Selon plusieurs, cette crise exige un examen en profondeur des structures d’autorité dans l’Église, ainsi que notre manière de concevoir les ministères, ce qui ouvre par le fait même la discussion quant au rôle que devraient jouer les laïcs, et ce, à tous les niveaux de responsabilité dans l’Église. Vaste chantier que soulèvent ces questions et que les évêques du monde entier devront aborder avec courage et détermination de concert avec tout le peuple de Dieu.
Mais venons-en maintenant à nos réactions personnelles. Une amie qui travaille en pastorale universitaire écrivait ces jours-ci dans sa chronique du Magazine PRÉSENCE : « Je suis révoltée. J’ai honte de cette Église. Ce n’est pas “mon” Église. Ce n’est pas l’Église, point. Je refuse d’être responsable, via les liens de la foi, des crimes de ces hommes du clergé qui ont violé et volé des enfances et des vies entières. […] Et cependant, poursuit-elle, cette Église est indissociable de celle où j’ai grandi dans ma foi, celle aussi où j’exerce mon travail. Ça me met dans une sainte colère ! »
Cette colère c’est aussi la nôtre et elle a bien sûr besoin d’être reconnue et exprimée, car il est important que nous condamnions ces crimes alors que des loups se sont introduits dans la bergerie. Mais il nous faut aussi pouvoir nous dire pourquoi nous restons, pourquoi nous tenons à ce point à notre vie en Église, car elle est loin de se réduire à tous ces scandales. Mon amie qui s’appelle Sabrina Di Matteo, termine ainsi sa lettre ouverte : « Je choisis de rester. Sans taire ma sainte colère. »

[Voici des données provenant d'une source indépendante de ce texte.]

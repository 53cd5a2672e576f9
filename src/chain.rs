//! Cause-chain and detail-tree traversal, and classification inspection.
//!
//! # Chain Walking
//!
//! A cause chain mixes classified and foreign error values. Walking it only
//! relies on what every `std::error::Error` offers:
//!
//! - it renders itself (`Display`)
//! - it may expose a cause (`source()`)
//!
//! At each step, inspection asks one dynamic question: is this particular
//! value a [`ClassifiedError`]? (`downcast_ref`). Foreign values are stepped
//! over, never treated as a dead end, so a code buried under any number of
//! wrappers is still found.
//!
//! # Absent Input
//!
//! Every inspector takes `Option<&(dyn Error + 'static)>`. `None` is a normal
//! input: `is_code` answers `false` and `as_classified` answers `None`.
//!
//! # Termination
//!
//! `ClassifiedError` owns its cause, so a classified value can never appear in
//! its own chain. Foreign error types whose `source()` forms a loop are the
//! caller's responsibility; walking such a chain does not terminate.
//!
//! # Example
//!
//! ```rust
//! use classified_errors::{ClassifiedError, as_classified, definitions, is_conflict};
//!
//! let root = ClassifiedError::builder("version mismatch")
//!     .code(definitions::CONFLICT)
//!     .build();
//! let middle = ClassifiedError::wrap(root, "write row");
//! let outer = ClassifiedError::wrap(middle, "save failed");
//!
//! assert!(is_conflict(Some(&outer)));
//! assert_eq!(as_classified(Some(&outer)).map(|e| e.message()), Some("save failed"));
//! ```

use crate::{ClassificationCode, ClassifiedError, definitions};
use std::error::Error;
use std::io;
use std::sync::Arc;

// ============================================================================
// Cause Chain
// ============================================================================

/// Iterator over a cause chain, starting with the head.
#[derive(Debug, Clone)]
pub struct Chain<'a> {
    next: Option<&'a (dyn Error + 'static)>,
}

impl<'a> Iterator for Chain<'a> {
    type Item = &'a (dyn Error + 'static);

    fn next(&mut self) -> Option<Self::Item> {
        let current = self.next?;
        self.next = current.source();
        Some(current)
    }
}

/// Walk `err` and every cause below it.
#[inline]
pub fn chain<'a>(err: Option<&'a (dyn Error + 'static)>) -> Chain<'a> {
    Chain { next: err }
}

/// The `ClassifiedError` held by one chain value, if any.
///
/// Besides a plain `ClassifiedError`, this sees through `Box<ClassifiedError>`,
/// `Arc<ClassifiedError>` and an `io::Error` built around a `ClassifiedError`.
/// Their `source()` skips the inner value and reports its cause instead.
fn classified<'a>(err: &'a (dyn Error + 'static)) -> Option<&'a ClassifiedError> {
    err.downcast_ref::<ClassifiedError>()
        .or_else(|| err.downcast_ref::<Box<ClassifiedError>>().map(|boxed| &**boxed))
        .or_else(|| err.downcast_ref::<Arc<ClassifiedError>>().map(|shared| &**shared))
        .or_else(|| {
            err.downcast_ref::<io::Error>()
                .and_then(io::Error::get_ref)
                .and_then(|inner| inner.downcast_ref::<ClassifiedError>())
        })
}

/// True if any `ClassifiedError` in the chain of `err` carries `code`.
///
/// Returns on the first match. Foreign errors are skipped.
pub fn is_code(err: Option<&(dyn Error + 'static)>, code: &ClassificationCode) -> bool {
    chain(err)
        .filter_map(classified)
        .any(|found| found.code() == code)
}

/// The first `ClassifiedError` in the chain of `err`, which may be `err` itself.
pub fn as_classified<'a>(err: Option<&'a (dyn Error + 'static)>) -> Option<&'a ClassifiedError> {
    chain(err).find_map(classified)
}

/// The first non-empty code in the chain of `err`.
///
/// Unclassified wrappers are looked through, so
/// `wrap(new(.., NOT_FOUND), "outer")` reports `not_found`.
pub fn find_code<'a>(err: Option<&'a (dyn Error + 'static)>) -> Option<&'a ClassificationCode> {
    chain(err)
        .filter_map(classified)
        .map(ClassifiedError::code)
        .find(|code| !code.is_unclassified())
}

// ============================================================================
// Built-in Predicates
// ============================================================================

/// [`is_code`] for [`definitions::DOMAIN_VIOLATION`].
#[inline]
pub fn is_domain_violation(err: Option<&(dyn Error + 'static)>) -> bool {
    is_code(err, &definitions::DOMAIN_VIOLATION)
}

/// [`is_code`] for [`definitions::INFRA_ERROR`].
#[inline]
pub fn is_infra_error(err: Option<&(dyn Error + 'static)>) -> bool {
    is_code(err, &definitions::INFRA_ERROR)
}

/// [`is_code`] for [`definitions::NOT_FOUND`].
#[inline]
pub fn is_not_found(err: Option<&(dyn Error + 'static)>) -> bool {
    is_code(err, &definitions::NOT_FOUND)
}

/// [`is_code`] for [`definitions::UNAUTHORIZED`].
#[inline]
pub fn is_unauthorized(err: Option<&(dyn Error + 'static)>) -> bool {
    is_code(err, &definitions::UNAUTHORIZED)
}

/// [`is_code`] for [`definitions::FORBIDDEN`].
#[inline]
pub fn is_forbidden(err: Option<&(dyn Error + 'static)>) -> bool {
    is_code(err, &definitions::FORBIDDEN)
}

/// [`is_code`] for [`definitions::CONFLICT`].
#[inline]
pub fn is_conflict(err: Option<&(dyn Error + 'static)>) -> bool {
    is_code(err, &definitions::CONFLICT)
}

/// [`is_code`] for [`definitions::INVALID_INPUT`].
#[inline]
pub fn is_invalid(err: Option<&(dyn Error + 'static)>) -> bool {
    is_code(err, &definitions::INVALID_INPUT)
}

/// [`is_code`] for [`definitions::INTERNAL_ERROR`].
#[inline]
pub fn is_internal(err: Option<&(dyn Error + 'static)>) -> bool {
    is_code(err, &definitions::INTERNAL_ERROR)
}

// ============================================================================
// Detail Tree
// ============================================================================

/// Depth-first walk over a detail tree, yielding `(depth, node)`.
///
/// Children are visited in their stored order, each subtree completed before
/// the next sibling starts.
#[derive(Debug, Clone)]
pub struct Walk<'a> {
    stack: Vec<(usize, &'a ClassifiedError)>,
}

impl<'a> Walk<'a> {
    pub(crate) fn new(root: &'a ClassifiedError) -> Self {
        Self {
            stack: vec![(0, root)],
        }
    }
}

impl<'a> Iterator for Walk<'a> {
    type Item = (usize, &'a ClassifiedError);

    fn next(&mut self) -> Option<Self::Item> {
        let (depth, node) = self.stack.pop()?;
        self.stack
            .extend(node.details().iter().rev().map(|child| (depth + 1, child)));
        Some((depth, node))
    }
}

// ============================================================================
// Tests
// ============================================================================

J’ai beaucoup porté cette question au cours des dernières semaines, devenant de plus en plus convaincu qu’il nous fallait aborder cette question ensemble, me demandant aussi ce que nous pourrions apporter comme motifs pour rester à ceux et celles qui ont des doutes, qui hésitent ou qui sont blessés. Voici ce que j’aimerais leur partager, et ce sont là mes propres raisons de rester et de continuer à aimer l’Église. Tout d’abord, quand nous parlons d’Église, il nous faut voir plus large que la simple institution, car elle n’est que l’expression visible et bien imparfaite du mystère qui nous habite et qui nous rassemble. Je veux parler ici de la force de résurrection du Christ qui s’est emparée des premiers témoins le matin de Pâques, traversant même leurs portes verrouillées et les animant d’une espérance à toute épreuve.

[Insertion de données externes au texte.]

use pico::http::request::{Method, Request, RequestBuilder};
use std::collections::HashMap;

#[test]
fn test_request_header_retrieval() {
    let mut headers = HashMap::new();
    headers.insert("Host".to_string(), "example.com".to_string());
    headers.insert("Content-Type".to_string(), "application/json".to_string());

    let req = Request {
        method: Method::GET,
        target: "/".to_string(),
        version: Some("HTTP/1.1".to_string()),
        headers,
    };

    assert_eq!(req.header("Host"), Some("example.com"));
    assert_eq!(req.header("Content-Type"), Some("application/json"));
    assert_eq!(req.header("Missing"), None);
    // Lookups are exact
    assert_eq!(req.header("host"), None);
}

#[test]
fn test_request_line_with_version() {
    let req = RequestBuilder::new()
        .method(Method::HEAD)
        .target("/about.html")
        .version("HTTP/1.1")
        .build()
        .unwrap();

    assert_eq!(req.request_line(), "HEAD /about.html HTTP/1.1");
}

#[test]
fn test_request_line_without_version() {
    let req = RequestBuilder::new()
        .method(Method::Extension("BREW".to_string()))
        .target("/pot")
        .build()
        .unwrap();

    assert_eq!(req.request_line(), "BREW /pot");
}

#[test]
fn test_request_builder_requires_method_and_target() {
    assert!(RequestBuilder::new().target("/").build().is_err());
    assert!(RequestBuilder::new().method(Method::GET).build().is_err());
}

#[test]
fn test_request_builder_headers_last_wins() {
    let req = RequestBuilder::new()
        .method(Method::GET)
        .target("/")
        .header("Accept", "text/plain")
        .header("Accept", "text/html")
        .build()
        .unwrap();

    assert_eq!(req.header("Accept"), Some("text/html"));
}

#[test]
fn test_request_method_equality() {
    assert_eq!(Method::GET, Method::GET);
    assert_ne!(Method::GET, Method::POST);
}

#[test]
fn test_request_method_from_string() {
    assert_eq!(Method::parse("GET"), Method::GET);
    assert_eq!(Method::parse("POST"), Method::POST);
    assert_eq!(Method::parse("INVALID"), Method::Extension("INVALID".to_string()));
    // Case-sensitive
    assert_eq!(Method::parse("get"), Method::Extension("get".to_string()));
}

#[test]
fn test_request_method_display() {
    assert_eq!(Method::PUT.to_string(), "PUT");
    assert_eq!(Method::Extension("BREW".to_string()).to_string(), "BREW");
}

Quand nous parlons de l’Église, je pense à cette Église-Mère née au pied de la croix avec la Vierge Marie, et qui s’est vue propulsée aux quatre coins du monde avec l’avènement de la Pentecôte. C’est cette assemblée des premiers fidèles à Jérusalem qui nous a annoncé la résurrection du Christ au matin de Pâques ; et ce sont ses premiers missionnaires qui nous ont transmis les paroles et les actions du Seigneur Jésus à travers les lettres et les récits évangéliques des premiers témoins.
C’est cette Église qui nous a donné le Nouveau Testament, tout comme c’est elle qui nous a transmis le baptême et l’eucharistie, nous donnant ainsi d’avoir part à la vie du Ressuscité. Cette jeune Église, dont nous sommes les héritiers, nous a légué les mystères de la foi au fil des siècles et elle nous a appris que Dieu est Amour, même si tout comme nous elle porte ce mystère dans un vase d’argile.
Sans ces témoins, sans cette Église qui a cheminé et grandi à travers les siècles, rien de tout cela ne nous serait parvenu. Ni les grands textes spirituels d’un saint Paul ou d’une Thérèse d’Avila, ni les témoignages d’un François d’Assise, d’une Thérèse de Lisieux ou de milliers de nos contemporains, tels un Jean Vanier dans son Arche ou une sœur Emmanuelle avec les chiffonniers du Caire. Sans l’Église, la bonne nouvelle du salut en Jésus Christ ne serait jamais parvenue jusqu’à nous.
Nous n’aurions ni les cathédrales, ni les monastères, ni les églises de campagne où nous recueillir et célébrer notre foi. Les communautés chrétiennes n’auraient jamais vu le jour si des hommes et des femmes ne s’étaient mis à sillonner la Palestine et les côtes de la Méditerranée afin d’annoncer l’incroyable nouvelle du matin de Pâques, bonne nouvelle qui a franchi les siècles et les continents comme une traînée de feu et qui est parvenue jusqu’à nous !
C’est à cause de tout cela, et bien plus encore, qu’il nous faut persévérer et lutter pour notre Église, la protégeant contre ceux qui la défigurent car la foi qui l’habite est un trésor qui nous est confié. Il n’est pas question que l’on vienne nous voler notre Église ! Il nous faut donc la défendre contre les loups, et même la défendre contre elle-même parfois, tout en résistant aux forces extérieures qui souhaitent la voir disparaître.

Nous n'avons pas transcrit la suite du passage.